En este proceso curiosamente los criollos no aborígenes (categoría ficticia a la que hemos hecho referencia más arriba) de distintos sectores sociales y fracciones políticas, incluidos los ‘gauchos’, quedaron atrapados en el medio. En la práctica ignoraron el proceso cultural milenario de América y a sus protagonistas. No obstante, a partir de la emancipación, por diversos motivos muy lentamente empezó a proyectarse una mirada distinta de la realidad continental. El nativo considerado ‘no aborigen’ descubrió con otros ojos las riquezas humanas del hombre y de la cultura originaria iniciando una línea de investigación, al principio con pocos elementos, que reconoce su peso y vigencia en nuestros territorios. Empezó a vislumbrarse una nueva conciencia de continente (y por ende de países)  pluri-étnico y pluri-cultural con respaldo y vigencia en un eje milenario que va mucho más allá del trasplante europeo de los siglos XVI al XVIII.

Apenas he sugerido un sucinto repaso de algunos hechos y tendencias que, si bien no fueron ni son tenidos en cuenta en su justa medida por la historia oficial europeizada y europeizante, configuraron nuestra compleja realidad actual. Muestreo susceptible de ser abordado con más amplitud y profundidad, como de hecho lo han realizado y realizan multitud de investigadores americanos, aunque todavía no logran penetrar el tamiz  del sistema educativo vigente. Ni siquiera en las bibliografías de las ciencias sociales y de la eternamente proyectada reforma que, en todos los casos, es importada y superficial porque las modificaciones no pasan de ser metodológicas y formales. En efecto, el contenido y el enfoque epistemológico de la historia sigue siendo obtuso y de esa manera la obsecuencia y la dependencia también siguen siendo las mismas.

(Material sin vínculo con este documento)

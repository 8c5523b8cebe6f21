//! Report analysis: decode, preprocess, recognize, extract

use crate::engine::OcrEngine;
use crate::error::LabError;
use crate::extraction::{extract_lab_data, LabTestRecord};
use crate::preprocessing::{Pipeline, StepTiming};
use image::{DynamicImage, ImageReader};
use std::path::Path;
use std::sync::Arc;
use std::time::Instant;

/// Outcome of analyzing one report image
#[derive(Debug, Clone)]
pub struct Analysis {
    pub records: Vec<LabTestRecord>,
    pub text_len: usize,
    pub preprocessing_ms: u64,
    pub steps: Vec<StepTiming>,
}

/// Runs one image through the whole pipeline; holds no per-request state
pub struct ReportAnalyzer {
    engine: Arc<dyn OcrEngine>,
    pipeline: Pipeline,
}

impl ReportAnalyzer {
    pub fn new(engine: Arc<dyn OcrEngine>) -> Self {
        Self {
            engine,
            pipeline: Pipeline::new(),
        }
    }

    pub fn engine_name(&self) -> &'static str {
        self.engine.name()
    }

    /// Analyze an uploaded image held in memory
    pub fn analyze_bytes(&self, data: &[u8]) -> Result<Analysis, LabError> {
        let image =
            image::load_from_memory(data).map_err(|e| LabError::ImageDecode(e.to_string()))?;
        self.analyze_image(image)
    }

    /// Analyze an image file on disk; the format is sniffed from content
    pub fn analyze_path(&self, path: &Path) -> Result<Analysis, LabError> {
        let image = ImageReader::open(path)
            .and_then(|reader| reader.with_guessed_format())
            .map_err(|e| LabError::ImageDecode(format!("{}: {}", path.display(), e)))?
            .decode()
            .map_err(|e| LabError::ImageDecode(e.to_string()))?;
        self.analyze_image(image)
    }

    fn analyze_image(&self, image: DynamicImage) -> Result<Analysis, LabError> {
        let start = Instant::now();
        let rgb = DynamicImage::ImageRgb8(image.into_rgb8());

        let preprocessed = self.pipeline.process(rgb)?;
        let text = self.engine.recognize(&preprocessed.image)?;
        tracing::debug!("Extracted text:\n{}", text);

        let records = extract_lab_data(&text);

        tracing::info!(
            "Analyzed report with {} in {}ms: {} chars, {} tests",
            self.engine.name(),
            start.elapsed().as_millis(),
            text.len(),
            records.len()
        );

        Ok(Analysis {
            records,
            text_len: text.len(),
            preprocessing_ms: preprocessed.total_time_ms,
            steps: preprocessed.steps,
        })
    }
}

Hoy, después de cinco siglos de invasión del poderío y soberbia político-ideológica y de la prepotencia cultural del circunstancial primer mundo, es admirable que muchos de nosotros y de aquellas culturas nativas subsistan y mantengan vivas las raíces de nuestra historia más remota que nos pertenecen y nos identifican ante el mundo y ante nosotros mismos.

Quizá muchos no somos, o ‘creemos’ no ser, descendientes directos o biológicos de aquellos pueblos, pero sí somos nativos de esta tierra y como tales la historia y cultura de 40 mil años que nos precedieron nos pertenecen. No para mirarlas como piezas obsoletas de museo, sino para conocerlas e incorporarlas a la conciencia individual y colectiva como parte de un Patrimonio que enriquece nuestra Identidad.


[1] Con respecto al tan mentado ‘mestizaje’ del hombre ‘americano’, es necesario tener en cuenta que durante el siglo XVI casi no llegaron mujeres extranjeras a nuestro continente, de tal modo que la matriz, en sentido figurado y literal, fue la mujer nativa. Estrictamente aborigen al principio y luego mestizas con el correr del siglo pero con fuerte ascendencia biológica nativa en casi todos los casos. Es curioso, pero cuando los autores, salvo excepciones, se refieren al mestizaje de América analizan la realidad desde el ‘macho’ como si fuera el componente esencial determinante de la pirámide poblacional. Inclusive se atribuye peso mágico a los apellidos, cuando sabemos que tras ellos se escondieron y esconden mayúsculas hipocresías que ocultan transmisiones biológicas inimaginables. Más aún, nadie ignora que a los mestizos de padres europeos automáticamente se les puso el apellido paterno y, en general, a los aborígenes se los obligó a identificarse con nombres europeos.

[2] Como resultado de esa herencia hábilmente transmitida, no es extraño que en el período que va de 1810 a la actualidad, en territorio argentino se llevaran a cabo dos crueles campañas: en el Sur durante el siglo XIX y en el Gran Chaco a fines del XIX y principios del XX, arrasando prácticamente a las pocas naciones que habían resistido el embate colonial. Paradójicamente se apoyaron en postulados de libertad, conversión y civilización, transformándose esa arrolladora acción en ‘gesta heroica de ilustres argentinos’ tal como aparece en la historia oficial. Por fortuna desde el principio mismo del siglo XIX tal perspectiva fue discutida por algunos políticos e intelectuales criollos que se sumaron a los reclamos de los aborígenes sobrevivientes.